Multiple files in a gzip archive


#1

Is it possible to create a single compressed archive that contains a number of text or csv files? It looks like gzip.jl only zips a single file at a time.

Thanks!


#2

The gzip format has no support for multiple files (like .zip), so the answer is no.

What are you trying to achieve? If you can save your data in HDF5/JLD, you can create complex hierarchies (resembling a file system).


#3

HDF5/JLD is a probably a good suggestion, although that might depend on your use case.

If you really want to work with a archive with multiple files, you can try ZipFile.jl

Cheers,
Kevin


#4

I have a number of log files in csv format that I would like to compress into a single archive. I’d like to pick a compressed archive format where the user can easily unzip it and inspect the files. Ideally, the format should be something standard and not depend on Julia.

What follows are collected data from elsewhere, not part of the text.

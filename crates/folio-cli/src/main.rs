//! Folio CLI - Jupyter notebook showcase renderer
//!
//! Resolves notebook slugs, loads the documents and writes standalone HTML pages.

use anyhow::{Context, Result};
use clap::{CommandFactory, Parser, Subcommand};
use clap_complete::{generate, Shell};
use colored::Colorize;
use folio_cli::{exit_code, title_from_location, Catalog, Config};
use folio_render::{render_not_found, LogTelemetry, NotebookViewer, Renderer, ViewOutcome};
use std::fs;
use std::io::{self, Write};
use std::path::{Path, PathBuf};
use std::sync::Arc;
use std::time::Duration;

/// Verbosity level for output control
#[derive(Debug, Clone, Copy, PartialEq, Eq, Hash)]
enum Verbosity {
    /// Suppress all output except errors
    Quiet,
    /// Normal output (default)
    Normal,
    /// Verbose output with extra details
    Verbose,
}

impl Verbosity {
    /// Create from CLI flags
    const fn from_flags(quiet: bool, verbose: bool) -> Self {
        if quiet {
            Self::Quiet
        } else if verbose {
            Self::Verbose
        } else {
            Self::Normal
        }
    }

    /// Check if output should be shown (not quiet)
    const fn should_show_output(self) -> bool {
        !matches!(self, Self::Quiet)
    }

    /// Default log filter when `RUST_LOG` is unset
    const fn log_filter(self) -> &'static str {
        match self {
            Self::Quiet => "error",
            Self::Normal => "warn",
            Self::Verbose => "debug",
        }
    }
}

#[derive(Parser, Debug)]
#[command(
    name = "folio",
    about = "Render Jupyter notebooks to standalone HTML pages",
    long_about = "Render published Jupyter notebooks to standalone HTML pages.\n\
                  \n\
                  Notebooks are addressed by slug (see `folio list`) or rendered\n\
                  directly from a URL or path with `folio convert`.",
    version
)]
struct Args {
    /// Suppress all output except errors
    #[arg(short, long, global = true)]
    quiet: bool,

    /// Show detailed processing information
    #[arg(short, long, global = true, conflicts_with = "quiet")]
    verbose: bool,

    #[command(subcommand)]
    command: Commands,
}

/// Render settings that override the configuration file
#[derive(clap::Args, Debug, Default)]
struct RenderArgs {
    /// Prefix for notebook image assets (default: /notebooks/images)
    #[arg(long, value_name = "PREFIX")]
    asset_prefix: Option<String>,

    /// Syntax highlighting theme
    #[arg(long, value_name = "THEME")]
    theme: Option<String>,

    /// Render code cells without syntax highlighting
    #[arg(long)]
    no_highlight: bool,

    /// Request timeout in seconds for remote notebooks
    #[arg(long, value_name = "SECS")]
    timeout: Option<u64>,
}

#[derive(Subcommand, Debug)]
enum Commands {
    /// Render a published notebook by slug
    #[command(long_about = "Render a published notebook by slug.\n\
                      \n\
                      The page is written to stdout unless -o is given. If the notebook\n\
                      cannot be loaded, an error page is written instead and the exit\n\
                      code is 5. Unknown slugs write a not-found page and exit with 3.\n\
                      \n\
                      Examples:\n\
                        folio render titanic-survival\n\
                        folio render titanic-survival -o titanic.html --force")]
    Render {
        /// Notebook slug
        #[arg(value_name = "SLUG")]
        slug: String,

        /// Output file (default: stdout)
        #[arg(short, long, value_name = "FILE")]
        output: Option<PathBuf>,

        /// Overwrite the output file if it exists
        #[arg(long)]
        force: bool,

        #[command(flatten)]
        render: RenderArgs,
    },

    /// Render a notebook from a URL or path
    #[command(long_about = "Render a notebook from an http(s) URL, file:// URL or path.\n\
                      \n\
                      Examples:\n\
                        folio convert analysis.ipynb\n\
                        folio convert https://host/nb/demo.ipynb -o demo.html --title Demo")]
    Convert {
        /// Notebook URL or path
        #[arg(value_name = "LOCATION")]
        location: String,

        /// Output file (default: stdout)
        #[arg(short, long, value_name = "FILE")]
        output: Option<PathBuf>,

        /// Page title (default: derived from the file name)
        #[arg(long, value_name = "TITLE")]
        title: Option<String>,

        /// Overwrite the output file if it exists
        #[arg(long)]
        force: bool,

        #[command(flatten)]
        render: RenderArgs,
    },

    /// List published notebooks
    List,

    /// Manage configuration settings
    #[command(long_about = "Manage folio configuration files.\n\
                      \n\
                      Configuration files are loaded in this order (later overrides earlier):\n\
                        1. User config: ~/.folio.toml\n\
                        2. Project config: ./.folio.toml\n\
                        3. Command-line arguments")]
    Config {
        #[command(subcommand)]
        action: ConfigAction,
    },

    /// Generate shell completions
    Completions {
        /// Shell to generate completions for
        #[arg(value_enum)]
        shell: Shell,
    },
}

/// Config subcommands
#[derive(Subcommand, Debug)]
enum ConfigAction {
    /// Create a new .folio.toml with commented defaults
    Init {
        /// Create in the home directory (~/.folio.toml) instead of the current directory
        #[arg(long)]
        global: bool,

        /// Overwrite an existing configuration file
        #[arg(long)]
        force: bool,
    },

    /// Display the effective configuration
    Show,

    /// Show the configuration file paths
    Path,
}

fn main() -> Result<()> {
    let args = Args::parse();
    let verbosity = Verbosity::from_flags(args.quiet, args.verbose);
    init_logging(verbosity);

    let config = Config::discover();

    match args.command {
        Commands::Render {
            slug,
            output,
            force,
            render,
        } => render_command(&config, &slug, output.as_deref(), force, &render, verbosity),
        Commands::Convert {
            location,
            output,
            title,
            force,
            render,
        } => convert_command(
            &config,
            &location,
            output.as_deref(),
            title,
            force,
            &render,
            verbosity,
        ),
        Commands::List => list_command(&config),
        Commands::Config { action } => config_command(action, &config, verbosity),
        Commands::Completions { shell } => completion_command(shell),
    }
}

fn init_logging(verbosity: Verbosity) {
    env_logger::Builder::from_env(
        env_logger::Env::default().default_filter_or(verbosity.log_filter()),
    )
    .target(env_logger::Target::Stderr)
    .init();
}

/// Viewer configured from the config file with CLI overrides applied
fn build_viewer(config: &Config, render: &RenderArgs) -> NotebookViewer {
    let mut options = config.render_options();
    if let Some(prefix) = &render.asset_prefix {
        options = options.with_asset_prefix(prefix.as_str());
    }
    if let Some(theme) = &render.theme {
        options = options.with_theme(theme.as_str());
    }
    if render.no_highlight {
        options = options.with_highlight(false);
    }

    let mut load_options = config.load_options();
    if let Some(secs) = render.timeout {
        load_options = load_options.with_timeout(Some(Duration::from_secs(secs)));
    }

    NotebookViewer::new(Renderer::new(options))
        .with_load_options(load_options)
        .with_telemetry(Arc::new(LogTelemetry))
}

fn render_command(
    config: &Config,
    slug: &str,
    output: Option<&Path>,
    force: bool,
    render: &RenderArgs,
    verbosity: Verbosity,
) -> Result<()> {
    check_output_path(output, force);

    let catalog = catalog_from_config(config);
    let entry = match catalog.resolve(slug) {
        Ok(entry) => entry,
        Err(e) => {
            write_page(&render_not_found(slug), output)?;
            eprintln!("{} {e}", "Error:".red().bold());
            eprintln!(
                "{} Run `folio list` to see published notebooks",
                "Hint:".cyan().bold()
            );
            std::process::exit(exit_code::NOT_FOUND);
        }
    };

    let location = entry.location(config.document_root());
    log::debug!("Resolved '{slug}' to {location}");
    let outcome = build_viewer(config, render).view(&entry.title, &location);
    finish_view(&outcome, output, verbosity)
}

fn convert_command(
    config: &Config,
    location: &str,
    output: Option<&Path>,
    title: Option<String>,
    force: bool,
    render: &RenderArgs,
    verbosity: Verbosity,
) -> Result<()> {
    check_output_path(output, force);

    let title = title.unwrap_or_else(|| title_from_location(location));
    let outcome = build_viewer(config, render).view(&title, location);
    finish_view(&outcome, output, verbosity)
}

/// Write the page for a view, exiting with the load-error code on failure
fn finish_view(outcome: &ViewOutcome, output: Option<&Path>, verbosity: Verbosity) -> Result<()> {
    write_page(outcome.html(), output)?;

    match outcome {
        ViewOutcome::Rendered { notebook, .. } => {
            if verbosity.should_show_output() {
                if let Some(path) = output {
                    eprintln!(
                        "{} Rendered {} blocks to {}",
                        "Success:".green().bold(),
                        notebook.blocks.len(),
                        path.display()
                    );
                }
            }
            Ok(())
        }
        ViewOutcome::Failed { error, .. } => {
            eprintln!("{} Failed to load notebook: {error}", "Error:".red().bold());
            std::process::exit(exit_code::LOAD_ERROR);
        }
    }
}

fn check_output_path(output: Option<&Path>, force: bool) {
    if let Some(path) = output {
        if path.exists() && !force {
            eprintln!(
                "{} Output file already exists: {}",
                "Error:".red().bold(),
                path.display()
            );
            eprintln!("{} Use --force to overwrite", "Hint:".cyan().bold());
            std::process::exit(exit_code::GENERAL_ERROR);
        }
    }
}

fn write_page(html: &str, output: Option<&Path>) -> Result<()> {
    match output {
        Some(path) => fs::write(path, html)
            .with_context(|| format!("Failed to write output file: {}", path.display())),
        None => {
            let mut stdout = io::stdout().lock();
            stdout
                .write_all(html.as_bytes())
                .context("Failed to write to stdout")?;
            stdout.flush().context("Failed to flush stdout")
        }
    }
}

fn catalog_from_config(config: &Config) -> Catalog {
    match &config.notebooks {
        Some(notebooks) => Catalog::builtin().with_overrides(notebooks),
        None => Catalog::builtin(),
    }
}

#[allow(
    clippy::unnecessary_wraps,
    reason = "consistent return type for CLI commands"
)]
fn list_command(config: &Config) -> Result<()> {
    let catalog = catalog_from_config(config);
    let document_root = config.document_root();
    let width = catalog.entries().map(|e| e.slug.len()).max().unwrap_or(0);

    for entry in catalog.entries() {
        println!(
            "{}  {}",
            format!("{:<width$}", entry.slug).cyan().bold(),
            entry.title
        );
        println!(
            "{}  {}",
            " ".repeat(width),
            entry.location(document_root).bright_black()
        );
    }
    Ok(())
}

fn config_command(action: ConfigAction, config: &Config, verbosity: Verbosity) -> Result<()> {
    match action {
        ConfigAction::Init { global, force } => config_init(global, force, verbosity),
        ConfigAction::Show => config_show(config),
        ConfigAction::Path => config_path(),
    }
}

/// Create a new configuration file with commented defaults
fn config_init(global: bool, force: bool, verbosity: Verbosity) -> Result<()> {
    let config_path = if global {
        Config::user_config_path()
            .ok_or_else(|| anyhow::anyhow!("Could not determine home directory"))?
    } else {
        Config::project_config_path()
    };

    if config_path.exists() && !force {
        eprintln!(
            "{} Configuration file already exists: {}",
            "Error:".red().bold(),
            config_path.display()
        );
        eprintln!("{} Use --force to overwrite", "Hint:".cyan().bold());
        std::process::exit(exit_code::GENERAL_ERROR);
    }

    fs::write(&config_path, folio_cli::config::CONFIG_TEMPLATE)
        .with_context(|| format!("Failed to write config file: {}", config_path.display()))?;

    if verbosity.should_show_output() {
        println!(
            "{} Created configuration file: {}",
            "Success:".green().bold(),
            config_path.display()
        );
    }
    Ok(())
}

/// Display the effective configuration
fn config_show(config: &Config) -> Result<()> {
    let toml = toml::to_string_pretty(config).context("Failed to serialize configuration")?;
    if toml.trim().is_empty() {
        println!("# No configuration set; built-in defaults apply");
    } else {
        println!("{toml}");
    }
    Ok(())
}

/// Show configuration file paths with existence status
#[allow(
    clippy::unnecessary_wraps,
    reason = "consistent return type for CLI commands"
)]
fn config_path() -> Result<()> {
    let status = |path: &Path| {
        if path.exists() {
            "exists".green()
        } else {
            "not found".yellow()
        }
    };

    if let Some(user) = Config::user_config_path() {
        println!(
            "  {} {} ({})",
            "User:".bright_black(),
            user.display(),
            status(&user)
        );
    }
    let project = Config::project_config_path();
    println!(
        "  {} {} ({})",
        "Project:".bright_black(),
        project.display(),
        status(&project)
    );
    Ok(())
}

#[allow(
    clippy::unnecessary_wraps,
    reason = "consistent return type for CLI commands"
)]
fn completion_command(shell: Shell) -> Result<()> {
    let mut cmd = Args::command();
    let bin_name = cmd.get_name().to_string();
    generate(shell, &mut cmd, bin_name, &mut io::stdout());
    Ok(())
}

Looks like ZipFile might be a good way to go?
https://zipfilejl.readthedocs.io/en/latest/

Ritchie


#5

Ah, thanks Kevin!


#6

Typically, multiple files are stored together using the tar format, and then gzipped.
The advice I found (although it was from 2015) was to use the tar command by using run(...) to untar all the files into a directory (after uncompressing)
https://github.com/fhs/ZipFile.jl does look good, but I don’t know how maintained it is.


#7

Functionally ZipFile.jl works quite nicely. However it seems quite slow - about 20x slower than reading uncompressed files directly. I’m looking to build something similar but using Libz.jl as its base (similar to BGZFStreams.jl). In tests I ran using Libz.jl to read gzip files, the slowdown compared to reading uncompressed files was only about 10% or so - excellent! Not sure how quickly I can get to writing the ZipFile.jl replacement but I really need it in my work soon.